» Records for the exercise
====

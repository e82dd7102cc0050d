// SPDX-License-Identifier: MIT OR Apache-2.0
//! Command errors.

use crate::history::HistoryError;
use animtools_curve::{CurveError, CurveId};

/// Result type for command operations
pub type Result<T> = std::result::Result<T, CommandError>;

/// Error type for command execution
#[derive(Debug, thiserror::Error)]
pub enum CommandError {
    /// A curve operation failed
    #[error("Curve {curve:?}: {source}")]
    Curve {
        /// Failing curve
        curve: CurveId,
        /// Underlying error
        #[source]
        source: CurveError,
    },

    /// A check over the whole batch failed
    #[error(transparent)]
    Batch(#[from] CurveError),

    /// Curve missing from the provider
    #[error("Curve not found: {0:?}")]
    CurveNotFound(CurveId),

    /// No curves to operate on
    #[error("No curves selected")]
    EmptySelection,

    /// History error
    #[error("History error: {0}")]
    History(#[from] HistoryError),
}

impl CommandError {
    /// Attach a curve id to a curve error
    pub fn curve(curve: CurveId, source: CurveError) -> Self {
        Self::Curve { curve, source }
    }

    /// The curve error behind this error, if any
    pub fn curve_error(&self) -> Option<&CurveError> {
        match self {
            Self::Curve { source, .. } | Self::Batch(source) => Some(source),
            _ => None,
        }
    }
}
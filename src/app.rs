use serde_json::Value;
use tracing::debug;

use crate::cli::Args;
use crate::config::{Config, Settings};
use crate::correlate;
use crate::error::Result;
use crate::git;
use crate::jira;
use crate::report;

/// Result of analyzing one issue
#[derive(Debug, Clone, PartialEq)]
pub enum Outcome {
    /// The issue key is not in the Jira export
    NotFound(String),
    /// Jira field update carrying the report
    Payload(Value),
}

impl Outcome {
    /// Text written to stdout for this outcome
    pub fn render(&self) -> Result<String> {
        match self {
            Outcome::NotFound(key) => Ok(format!("Jira issue {} not found.", key)),
            Outcome::Payload(payload) => report::render(payload),
        }
    }
}

/// Main application entry point
pub fn run(args: Args) -> Result<()> {
    let config = match &args.config {
        Some(path) => Config::load(path)?,
        None => Config::default(),
    };
    let settings = config.resolve(args);

    let outcome = analyze(&settings)?;
    println!("{}", outcome.render()?);

    Ok(())
}

/// Correlate one issue with the git log and build the report payload
pub fn analyze(settings: &Settings) -> Result<Outcome> {
    let tickets = jira::load(&settings.jira)?;
    debug!(
        count = tickets.len(),
        path = %settings.jira.display(),
        "loaded Jira issues"
    );

    let ticket = match jira::select(&tickets, &settings.issue) {
        Some(ticket) => ticket,
        None => {
            debug!(issue = %settings.issue, "issue not found");
            return Ok(Outcome::NotFound(settings.issue.clone()));
        }
    };

    let commits = git::parse(&settings.git)?;
    debug!(
        count = commits.len(),
        path = %settings.git.display(),
        "parsed git log"
    );

    let keywords = ticket.keywords();
    let correlation = correlate::correlate(&commits, &settings.issue, &keywords);
    debug!(
        issue = %settings.issue,
        strategy = ?correlation.strategy,
        commits = correlation.commits.len(),
        files = correlation.files.len(),
        "correlated commits"
    );

    let analysis = report::format(ticket, &correlation);
    Ok(Outcome::Payload(report::payload(&analysis)))
}
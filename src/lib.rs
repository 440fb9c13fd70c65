//! # jira-impact
//!
//! Correlates a Jira issue with git history and produces a short test impact
//! summary, wrapped in a Jira field update payload.

pub mod app;
pub mod cli;
pub mod config;
pub mod correlate;
pub mod error;
pub mod git;
pub mod jira;
pub mod report;
pub mod ui;

// Re-export commonly used types
pub use config::{Config, Settings};
pub use correlate::{Correlation, Strategy};
pub use error::{Error, Result};
pub use git::Commit;
pub use jira::Ticket;
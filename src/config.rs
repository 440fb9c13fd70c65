//! Configuration management for jira-impact
//!
//! Input paths come from three places, in order of precedence: command line
//! flags (or their environment variables), an optional YAML file, and the
//! built-in defaults below.

use std::path::{Path, PathBuf};

use serde::{Deserialize, Serialize};

use crate::cli::Args;
use crate::error::{Error, Result};

/// Default location of the Jira issues export
pub const DEFAULT_JIRA_PATH: &str = "fixtures/jira_issues.json";

/// Default location of the git change log
pub const DEFAULT_GIT_PATH: &str = "fixtures/git_changes.txt";

/// Settings that can be provided by a YAML file
///
/// ```yaml
/// jira: exports/issues.json
/// git: logs/changes.txt
/// ```
#[derive(Debug, Clone, PartialEq, Serialize, Deserialize)]
#[serde(default, deny_unknown_fields)]
pub struct Config {
    pub jira: PathBuf,
    pub git: PathBuf,
}

impl Default for Config {
    fn default() -> Self {
        Self {
            jira: PathBuf::from(DEFAULT_JIRA_PATH),
            git: PathBuf::from(DEFAULT_GIT_PATH),
        }
    }
}

impl Config {
    /// Load configuration from a YAML file
    ///
    /// Keys missing from the file keep their default values.
    pub fn load<P: AsRef<Path>>(path: P) -> Result<Self> {
        let path = path.as_ref();
        let contents = std::fs::read_to_string(path).map_err(|source| Error::File {
            path: path.to_path_buf(),
            source,
        })?;

        if contents.trim().is_empty() {
            return Ok(Self::default());
        }

        Ok(serde_yaml::from_str(&contents)?)
    }

    /// Merge command line arguments over this configuration
    pub fn resolve(self, args: Args) -> Settings {
        Settings {
            issue: args.issue,
            jira: args.jira.unwrap_or(self.jira),
            git: args.git.unwrap_or(self.git),
        }
    }
}

/// Everything a single analysis run needs
#[derive(Debug, Clone, PartialEq)]
pub struct Settings {
    pub issue: String,
    pub jira: PathBuf,
    pub git: PathBuf,
}

impl Settings {
    /// Settings for `issue` using the default input paths
    pub fn new(issue: impl Into<String>) -> Self {
        Config::default().resolve(Args {
            issue: issue.into(),
            ..Args::default()
        })
    }

    pub fn with_jira(mut self, path: impl Into<PathBuf>) -> Self {
        self.jira = path.into();
        self
    }

    pub fn with_git(mut self, path: impl Into<PathBuf>) -> Self {
        self.git = path.into();
        self
    }
}
use std::path::PathBuf;

use clap::Parser;

#[derive(Parser, Debug, Default)]
#[clap(author, version, about, long_about = None)]
pub struct Args {
    /// Jira issue key (e.g., QA-1234)
    #[clap(short, long, env = "JIRA_IMPACT_ISSUE")]
    pub issue: String,

    /// Path to Jira issues JSON [default: fixtures/jira_issues.json]
    #[clap(short, long, env = "JIRA_IMPACT_ISSUES")]
    pub jira: Option<PathBuf>,

    /// Path to git log file [default: fixtures/git_changes.txt]
    #[clap(short, long, env = "JIRA_IMPACT_GIT_LOG")]
    pub git: Option<PathBuf>,

    /// Optional YAML file overriding the default input paths
    #[clap(short, long)]
    pub config: Option<PathBuf>,

    /// Log debug details to stderr
    #[clap(short, long, value_parser, default_value_t = false)]
    pub verbose: bool,
}
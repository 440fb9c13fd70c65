//! Test impact report rendering
//!
//! The report is a short block of text written into a Jira custom field, so
//! it is capped at [`MAX_LINES`] lines. Whatever does not fit is dropped.

use std::io;

use serde::Serialize;
use serde_json::ser::{Formatter, PrettyFormatter};
use serde_json::{json, Value};

use crate::correlate::Correlation;
use crate::error::Result;
use crate::jira::Ticket;

/// Maximum number of lines in a report
pub const MAX_LINES: usize = 10;

/// Maximum number of commits listed individually
pub const MAX_LISTED_COMMITS: usize = 3;

/// Jira custom field that receives the report
pub const CUSTOM_FIELD: &str = "customfield_12345";

const NO_SUMMARY: &str = "No summary";
const ADVICE: &str = "Please review the above changes for targeted testing.";

/// Render the report for a ticket and its correlated commits
pub fn format(ticket: &Ticket, correlation: &Correlation) -> String {
    let summary = ticket.fields.summary.as_deref().unwrap_or(NO_SUMMARY);
    let mut lines = vec![format!("Test Scope: {}", summary)];

    if ticket.fields.labels.is_empty() {
        lines.push("Labels: None".to_string());
    } else {
        lines.push(format!("Labels: {}", ticket.fields.labels.join(", ")));
    }

    if correlation.commits.is_empty() {
        lines.push("No direct commits found referencing this ticket.".to_string());
    } else {
        lines.push(format!(
            "Found {} recent commit(s) referencing this ticket:",
            correlation.commits.len()
        ));
        lines.extend(
            correlation
                .commits
                .iter()
                .take(MAX_LISTED_COMMITS)
                .map(|c| format!("- {}: {}", c.short_id(), c.message)),
        );
    }

    if correlation.files.is_empty() {
        lines.push("No likely impacted files found.".to_string());
    } else {
        lines.push("Likely impacted files:".to_string());
        lines.extend(correlation.files.iter().map(|f| format!("  - {}", f)));
    }

    lines.push(ADVICE.to_string());

    lines.truncate(MAX_LINES);
    lines.join("\n")
}

/// Wrap a report in a Jira field update payload
pub fn payload(report: &str) -> Value {
    json!({
        "fields": {
            CUSTOM_FIELD: report
        }
    })
}

/// Pretty print a payload with two space indentation
///
/// Non-ASCII characters are written as `\uXXXX` escapes, so the output is
/// plain ASCII whatever the ticket or commit text contains.
pub fn render(payload: &Value) -> Result<String> {
    let mut out = Vec::new();
    let mut serializer =
        serde_json::Serializer::with_formatter(&mut out, AsciiFormatter::default());
    payload.serialize(&mut serializer)?;

    // every byte written is ASCII
    Ok(String::from_utf8_lossy(&out).into_owned())
}

/// Pretty printing that escapes everything outside ASCII
#[derive(Default)]
struct AsciiFormatter<'a> {
    pretty: PrettyFormatter<'a>,
}

impl Formatter for AsciiFormatter<'_> {
    fn begin_array<W: ?Sized + io::Write>(&mut self, writer: &mut W) -> io::Result<()> {
        self.pretty.begin_array(writer)
    }

    fn end_array<W: ?Sized + io::Write>(&mut self, writer: &mut W) -> io::Result<()> {
        self.pretty.end_array(writer)
    }

    fn begin_array_value<W: ?Sized + io::Write>(
        &mut self,
        writer: &mut W,
        first: bool,
    ) -> io::Result<()> {
        self.pretty.begin_array_value(writer, first)
    }

    fn end_array_value<W: ?Sized + io::Write>(&mut self, writer: &mut W) -> io::Result<()> {
        self.pretty.end_array_value(writer)
    }

    fn begin_object<W: ?Sized + io::Write>(&mut self, writer: &mut W) -> io::Result<()> {
        self.pretty.begin_object(writer)
    }

    fn end_object<W: ?Sized + io::Write>(&mut self, writer: &mut W) -> io::Result<()> {
        self.pretty.end_object(writer)
    }

    fn begin_object_key<W: ?Sized + io::Write>(
        &mut self,
        writer: &mut W,
        first: bool,
    ) -> io::Result<()> {
        self.pretty.begin_object_key(writer, first)
    }

    fn begin_object_value<W: ?Sized + io::Write>(&mut self, writer: &mut W) -> io::Result<()> {
        self.pretty.begin_object_value(writer)
    }

    fn end_object_value<W: ?Sized + io::Write>(&mut self, writer: &mut W) -> io::Result<()> {
        self.pretty.end_object_value(writer)
    }

    fn write_string_fragment<W: ?Sized + io::Write>(
        &mut self,
        writer: &mut W,
        fragment: &str,
    ) -> io::Result<()> {
        let mut units = [0u16; 2];
        let mut start = 0;

        for (idx, ch) in fragment.char_indices() {
            if ch.is_ascii() {
                continue;
            }
            writer.write_all(fragment[start..idx].as_bytes())?;
            for unit in ch.encode_utf16(&mut units) {
                write!(writer, "\\u{:04x}", unit)?;
            }
            start = idx + ch.len_utf8();
        }

        writer.write_all(fragment[start..].as_bytes())
    }
}

#[cfg(test)]
mod tests {
    use super::*;
    use crate::correlate::Strategy;
    use crate::git::Commit;
    use crate::jira::Fields;

    fn ticket(summary: Option<&str>, labels: &[&str]) -> Ticket {
        Ticket {
            key: Some("QA-1234".to_string()),
            fields: Fields {
                summary: summary.map(str::to_string),
                labels: labels.iter().map(|l| l.to_string()).collect(),
            },
        }
    }

    fn correlation(commits: usize, files: usize) -> Correlation {
        Correlation {
            strategy: Strategy::TicketKey,
            commits: (0..commits)
                .map(|i| Commit {
                    id: format!("{:07}abcdef", i),
                    message: format!("QA-1234 change {}", i),
                    files: Vec::new(),
                })
                .collect(),
            files: (0..files).map(|i| format!("src/file{}.rs", i)).collect(),
        }
    }

    #[test]
    fn test_format_single_commit() {
        let ticket = ticket(Some("Login fails"), &["auth"]);
        let correlation = Correlation {
            strategy: Strategy::TicketKey,
            commits: vec![Commit {
                id: "abc1234def".to_string(),
                message: "Fix QA-1234 login bug".to_string(),
                files: vec!["auth/login.py".to_string()],
            }],
            files: vec!["auth/login.py".to_string()],
        };

        let report = format(&ticket, &correlation);

        assert_eq!(
            report,
            "Test Scope: Login fails\n\
             Labels: auth\n\
             Found 1 recent commit(s) referencing this ticket:\n\
             - abc1234: Fix QA-1234 login bug\n\
             Likely impacted files:\n  \
             - auth/login.py\n\
             Please review the above changes for targeted testing."
        );
    }

    #[test]
    fn test_format_defaults() {
        let report = format(&ticket(None, &[]), &correlation(0, 0));
        let lines: Vec<&str> = report.lines().collect();

        assert_eq!(
            lines,
            vec![
                "Test Scope: No summary",
                "Labels: None",
                "No direct commits found referencing this ticket.",
                "No likely impacted files found.",
                "Please review the above changes for targeted testing.",
            ]
        );
    }

    #[test]
    fn test_format_joins_labels() {
        let report = format(&ticket(Some("x"), &["auth", "regression"]), &correlation(0, 0));
        assert!(report.contains("\nLabels: auth, regression\n"));
    }

    #[test]
    fn test_format_lists_at_most_three_commits() {
        let report = format(&ticket(Some("x"), &[]), &correlation(5, 1));

        assert!(report.contains("Found 5 recent commit(s) referencing this ticket:"));
        assert_eq!(report.lines().filter(|l| l.starts_with("- ")).count(), 3);
    }

    #[test]
    fn test_format_truncates_to_ten_lines() {
        let report = format(&ticket(Some("x"), &["a"]), &correlation(4, 20));
        let lines: Vec<&str> = report.lines().collect();

        assert_eq!(lines.len(), MAX_LINES);
        // 2 header + 1 count + 3 commits + 1 heading leaves room for 3 files
        assert_eq!(lines[9], "  - src/file2.rs");
        assert!(!report.contains("Please review"));
    }

    #[test]
    fn test_format_keeps_advice_when_it_fits() {
        let report = format(&ticket(Some("x"), &[]), &correlation(1, 4));
        let lines: Vec<&str> = report.lines().collect();

        assert_eq!(lines.len(), 10);
        assert_eq!(lines[9], ADVICE);
    }

    #[test]
    fn test_payload_shape() {
        let value = payload("line one\nline two");
        assert_eq!(value["fields"]["customfield_12345"], "line one\nline two");
    }

    #[test]
    fn test_render_pretty_two_spaces() {
        let rendered = render(&payload("report")).unwrap();
        assert_eq!(
            rendered,
            "{\n  \"fields\": {\n    \"customfield_12345\": \"report\"\n  }\n}"
        );
    }

    #[test]
    fn test_render_escapes_non_ascii() {
        let rendered = render(&payload("Überweisung ✓ 😀\n\"ok\"")).unwrap();

        assert!(rendered.is_ascii());
        assert!(rendered.contains(
            r#""customfield_12345": "\u00dcberweisung \u2713 \ud83d\ude00\n\"ok\"""#
        ));
    }

    #[test]
    fn test_render_nested_arrays() {
        let rendered = render(&json!({"a": [1, "é"]})).unwrap();
        assert_eq!(rendered, "{\n  \"a\": [\n    1,\n    \"\\u00e9\"\n  ]\n}");
    }
}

====

» What this task involves
Take from the material above the lines running from the one with "analysis run needs" through the one with "JSON [default: fixtures/jira_issues.json]", and repeat them exactly, with nothing else.

» Result
/// Everything a single analysis run needs
#[derive(Debug, Clone, PartialEq)]
pub struct Settings {
    pub issue: String,
    pub jira: PathBuf,
    pub git: PathBuf,
}

impl Settings {
    /// Settings for `issue` using the default input paths
    pub fn new(issue: impl Into<String>) -> Self {
        Config::default().resolve(Args {
            issue: issue.into(),
            ..Args::default()
        })
    }

    pub fn with_jira(mut self, path: impl Into<PathBuf>) -> Self {
        self.jira = path.into();
        self
    }

    pub fn with_git(mut self, path: impl Into<PathBuf>) -> Self {
        self.git = path.into();
        self
    }
}
use std::path::PathBuf;

use clap::Parser;

#[derive(Parser, Debug, Default)]
#[clap(author, version, about, long_about = None)]
pub struct Args {
    /// Jira issue key (e.g., QA-1234)
    #[clap(short, long, env = "JIRA_IMPACT_ISSUE")]
    pub issue: String,

    /// Path to Jira issues JSON [default: fixtures/jira_issues.json]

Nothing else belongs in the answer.